Hepatitis C virus (HCV) is responsible worldwide for chronic hepatitis, liver cirrhosis, and hepatocellular carcinoma [1]. Besides its hepatotropic characteristics, HCV is also a lymphotropic virus [2, 3] responsible for HCV-related B-cell non-Hodgkin lymphoma (NHL) [46], immune-mediated extrahepatic manifestations, mixed cryoglobulinaemic vasculitis [712], and the presence in serum of rheumatoid factor and autoantibodies [1315].
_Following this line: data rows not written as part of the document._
#[cfg(test)]
mod tests {
    use super::*;

    const TEST_U16: u16 = 0xCDEF;
    const TEST_U32: u32 = 0x1234_5678;
    const TEST_U64: u64 = 0x1122_3344_5566_7788;

    #[test]
    fn test_default_has_zero_capacity() {
        let mut wrapper = ByteWrapper::default();
        assert_eq!(wrapper.capacity(), 0);
        assert_eq!(wrapper.pos(), 0);
        assert!(wrapper.put_u8(1).is_err());
        assert!(wrapper.get_u8().is_err());
    }

    #[test]
    fn test_write_overflow_reports_offset() {
        let mut wrapper = ByteWrapper::new(2);
        wrapper.put_u16_be(0xABCD).expect("u16 fits");

        let err = wrapper.put_u8(0xFF).unwrap_err();
        assert_eq!(
            err,
            EncoderError::BufferOverflow {
                offset: 2,
                needed: 1,
                remaining: 0
            }
        );
        assert_eq!(wrapper.pos(), 2);
    }

    #[test]
    fn test_read_underflow_reports_offset() {
        let mut wrapper = ByteWrapper::from_vec(vec![0u8; 3]);
        wrapper.get_u16_be().expect("u16 available");

        let err = wrapper.get_u32_be().unwrap_err();
        assert_eq!(
            err,
            DecoderError::BufferUnderflow {
                offset: 2,
                needed: 4,
                remaining: 1
            }
        );
        assert_eq!(wrapper.pos(), 2);
    }

    #[test]
    fn test_byte_order_of_generated_methods() {
        let mut wrapper = ByteWrapper::new(28);
        wrapper.put_u16_be(TEST_U16).unwrap();
        wrapper.put_u16_le(TEST_U16).unwrap();
        wrapper.put_u32_be(TEST_U32).unwrap();
        wrapper.put_u32_le(TEST_U32).unwrap();
        wrapper.put_u64_be(TEST_U64).unwrap();
        wrapper.put_u64_le(TEST_U64).unwrap();

        let bytes = wrapper.array();
        assert_eq!(&bytes[0..2], &[0xCD, 0xEF]);
        assert_eq!(&bytes[2..4], &[0xEF, 0xCD]);
        assert_eq!(&bytes[4..8], &[0x12, 0x34, 0x56, 0x78]);
        assert_eq!(&bytes[8..12], &[0x78, 0x56, 0x34, 0x12]);
        assert_eq!(bytes[12], 0x11);
        assert_eq!(bytes[27], 0x11);

        wrapper.reset();
        assert_eq!(wrapper.get_u16_be().unwrap(), TEST_U16);
        assert_eq!(wrapper.get_u16_le().unwrap(), TEST_U16);
        assert_eq!(wrapper.get_u32_be().unwrap(), TEST_U32);
        assert_eq!(wrapper.get_u32_le().unwrap(), TEST_U32);
        assert_eq!(wrapper.get_u64_be().unwrap(), TEST_U64);
        assert_eq!(wrapper.get_u64_le().unwrap(), TEST_U64);
        assert_eq!(wrapper.remaining(), 0);
    }

    #[test]
    fn test_align_for_write_zero_fills() {
        let mut wrapper = ByteWrapper::from_vec(vec![0xFF; 8]);
        wrapper.put_u8(0x11).unwrap();
        wrapper.align_for_write(4).unwrap();
        assert_eq!(wrapper.pos(), 4);
        assert_eq!(&wrapper.array()[..4], &[0x11, 0, 0, 0]);

        // Already aligned: no-op
        wrapper.align_for_write(4).unwrap();
        assert_eq!(wrapper.pos(), 4);
    }

    #[test]
    fn test_align_overflow() {
        let mut wrapper = ByteWrapper::new(2);
        wrapper.put_u8(1).unwrap();
        assert!(wrapper.align_for_write(8).is_err());
        assert_eq!(wrapper.pos(), 1);

        let mut reader = ByteWrapper::new(2);
        reader.get_u8().unwrap();
        assert!(reader.align_for_read(8).is_err());
    }

    #[test]
    fn test_align_non_power_of_two() {
        let mut wrapper = ByteWrapper::new(32);
        wrapper.advance(15).unwrap();
        wrapper.align_for_read(17).unwrap();
        assert_eq!(wrapper.pos(), 17);
    }

    #[test]
    fn test_absolute_int_access_keeps_cursor() {
        let mut wrapper = ByteWrapper::new(8);
        wrapper.put_int_at(4, -2).unwrap();
        assert_eq!(wrapper.pos(), 0);
        assert_eq!(&wrapper.array()[4..], &[0xFF, 0xFF, 0xFF, 0xFE]);
        assert_eq!(wrapper.get_int_at(4).unwrap(), -2);
        assert!(wrapper.put_int_at(5, 1).is_err());
        assert!(wrapper.get_int_at(usize::MAX).is_err());
    }

    #[test]
    fn test_length_prefix_limits() {
        let mut wrapper = ByteWrapper::new(8);
        wrapper.put_length("count", 5).unwrap();
        wrapper.put_int(-1).unwrap();
        wrapper.reset();

        let err = wrapper.get_length("count", 4).unwrap_err();
        assert_eq!(
            err,
            DecoderError::LimitExceeded {
                what: "count",
                length: 5,
                limit: 4
            }
        );

        let err = wrapper.get_length("count", usize::MAX).unwrap_err();
        assert!(matches!(err, DecoderError::NegativeLength { value: -1, offset: 4, .. }));
    }

    #[test]
    fn test_padding_for() {
        assert_eq!(padding_for(0, 4), 0);
        assert_eq!(padding_for(1, 4), 3);
        assert_eq!(padding_for(8, 8), 0);
        assert_eq!(padding_for(9, 1), 0);
        assert_eq!(padding_for(5, 0), 0);
        assert_eq!(padding_for(15, 17), 2);
    }

    #[test]
    fn test_window_bounds_and_alignment() {
        let backing = vec![0xEEu8; 12];
        let mut wrapper = ByteWrapper::with_window(backing, 3, 8).unwrap();
        assert_eq!(wrapper.pos(), 3);
        assert_eq!(wrapper.capacity(), 8);
        assert_eq!(wrapper.remaining(), 8);

        // alignment counts from the window start, not from index 0
        wrapper.put_u8(0x01).unwrap();
        wrapper.align_for_write(4).unwrap();
        assert_eq!(wrapper.pos(), 7);
        wrapper.put_u32_be(TEST_U32).unwrap();
        assert_eq!(wrapper.remaining(), 0);
        assert!(wrapper.put_u8(0).is_err());

        let bytes = wrapper.array();
        assert_eq!(&bytes[..3], &[0xEE; 3]);
        assert_eq!(&bytes[3..7], &[0x01, 0, 0, 0]);
        assert_eq!(&bytes[7..11], &[0x12, 0x34, 0x56, 0x78]);
        assert_eq!(bytes[11], 0xEE);

        wrapper.reset();
        assert_eq!(wrapper.pos(), 3);
        assert!(wrapper.get_int_at(1).is_err());
        assert_eq!(wrapper.get_int_at(7).unwrap(), TEST_U32 as i32);
    }

    #[test]
    fn test_window_outside_backing_is_rejected() {
        let err = ByteWrapper::with_window(vec![0u8; 8], 6, 4).unwrap_err();
        assert_eq!(
            err,
            WindowOutOfBounds {
                offset: 6,
                length: 4,
                capacity: 8
            }
        );
        assert!(ByteWrapper::from_offset(vec![0u8; 4], 5).is_err());
        assert!(ByteWrapper::with_window(vec![0u8; 4], usize::MAX, 2).is_err());

        let tail = ByteWrapper::from_offset(vec![1u8, 2, 3, 4], 1).unwrap();
        assert_eq!(tail.capacity(), 3);
        assert_eq!(tail.offset(), 1);
        assert_eq!(tail.limit(), 4);
    }

    #[test]
    fn test_reassign_rewinds_and_keeps_limits() {
        let data = [9u8, 8, 7, 6, 5];
        let limits = DecodeLimits::default().with_max_byte_length(3);
        let mut wrapper = ByteWrapper::new(4).with_limits(limits);
        wrapper.put_u16_be(TEST_U16).unwrap();

        wrapper.reassign(&data[..], 2, 3).unwrap();
        assert_eq!(wrapper.pos(), 2);
        assert_eq!(wrapper.limits(), limits);
        assert_eq!(wrapper.get_u8().unwrap(), 7);

        assert!(wrapper.reassign(&data[..], 4, 2).is_err());
        assert_eq!(wrapper.pos(), 3);
        assert_eq!(wrapper.remaining(), 2);
    }

    #[test]
    fn test_slices_start_new_windows() {
        let mut wrapper = ByteWrapper::from_vec(vec![1, 2, 3, 4, 5, 6]);
        wrapper.advance(1).unwrap();

        let mut rest = wrapper.slice();
        assert_eq!(rest.offset(), 1);
        assert_eq!(rest.capacity(), 5);
        rest.get_u8().unwrap();
        rest.align_for_read(2).unwrap();
        assert_eq!(rest.pos(), 3);

        let mut pair = wrapper.slice_len(2).unwrap();
        assert_eq!(pair.get_u16_be().unwrap(), 0x0203);
        assert!(pair.get_u8().is_err());

        assert!(matches!(
            wrapper.slice_len(6),
            Err(DecoderError::BufferUnderflow {
                offset: 1,
                needed: 6,
                remaining: 5
            })
        ));
        assert_eq!(wrapper.pos(), 1);
    }

    #[test]
    fn test_borrowed_bytes_copy_on_first_write() {
        let data = [0xAAu8; 4];
        let mut wrapper = ByteWrapper::from(&data[..]);
        assert_eq!(wrapper.get_u8().unwrap(), 0xAA);
        wrapper.put_u8(0x01).unwrap();
        assert_eq!(wrapper.array(), &[0xAA, 0x01, 0xAA, 0xAA]);
        assert_eq!(data, [0xAA; 4]);
    }

    #[test]
    fn test_put_range_and_single_bytes() {
        let mut wrapper = ByteWrapper::new(4);
        wrapper.put_range(&[9, 8, 7, 6], 1, 2).unwrap();
        wrapper.put_u8(0x42).unwrap();
        assert_eq!(wrapper.array(), &[8, 7, 0x42, 0]);

        assert_eq!(
            wrapper.put_range(&[1, 2], 1, 2).unwrap_err(),
            EncoderError::SourceOutOfRange {
                offset: 1,
                count: 2,
                len: 2
            }
        );
        assert_eq!(wrapper.pos(), 3);

        wrapper.reset();
        assert_eq!(wrapper.get_u8().unwrap(), 8);
    }
}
In the last decade, rituximab, a chimeric mouse-human monoclonal antibody directed to the CD20 antigen expressed on pre-B lymphocytes and mature lymphocytes [16], has been used increasingly for treating patients with haematological diseases including CD20-positive B-cell NHL [17]. Rituximab causes a profound B-cell depletion, peripheral blood B lymphocytes becoming undetectable after a single infusion, with a complete B-cell recovery from 6 to 9 months after the discontinuation of treatment [18, 19]. Due to its peculiar characteristics, this drug has also been used for treating B cell-related autoimmune diseases [20], rheumatoid arthritis, and, more recently, HCV-associated mixed cryoglobulinaemic vasculitis [21, 22].

It is well known that rituximab-based chemotherapy is frequently followed by a reactivation of viral infections and correlated diseases. A frequent increase in viral replication under R-CHOP (rituximab, cyclophosphamide, doxorubicin, vincristine, and prednisone) was demonstrated by Aksoy et al. for several viruses including hepatitis B virus (HBV), cytomegalovirus, varicella-zoster virus, echovirus, and parvovirus B19 [23]. Worthy of mention is HBV infection, both overt and occult, which in the absence of a specific prophylaxis or treatment frequently reactivates during or after R-CHOP, with a mortality rate close to 20% and death being due to liver failure or to an unfavourable progression of the underlying haematological disease once R-CHOP has been discontinued because of a hepatic flare [2433].

1.1. Studies on HCV Reactivation and Hepatic Flares due to Rituximab-Based Chemotherapy

According to the fragmentar data available, R-CHOP can induce an increase in HCV replication in oncohaematological patients [34, 35], a biological event associated to the development of hepatic flares in some studies [3641]. A reasonable explanation for this association may be that R-CHOP induces an increase in HCV expression in hepatic cells, which may become a target for a cell-mediated immune reaction after the discontinuation of treatment and the restoration of the immune control. This hypothesis, however, requires support from further studies with a longer follow up to clarify the relationship between HCV reactivation and the occurrence of a hepatic flare and to assess the clinical impact of flares.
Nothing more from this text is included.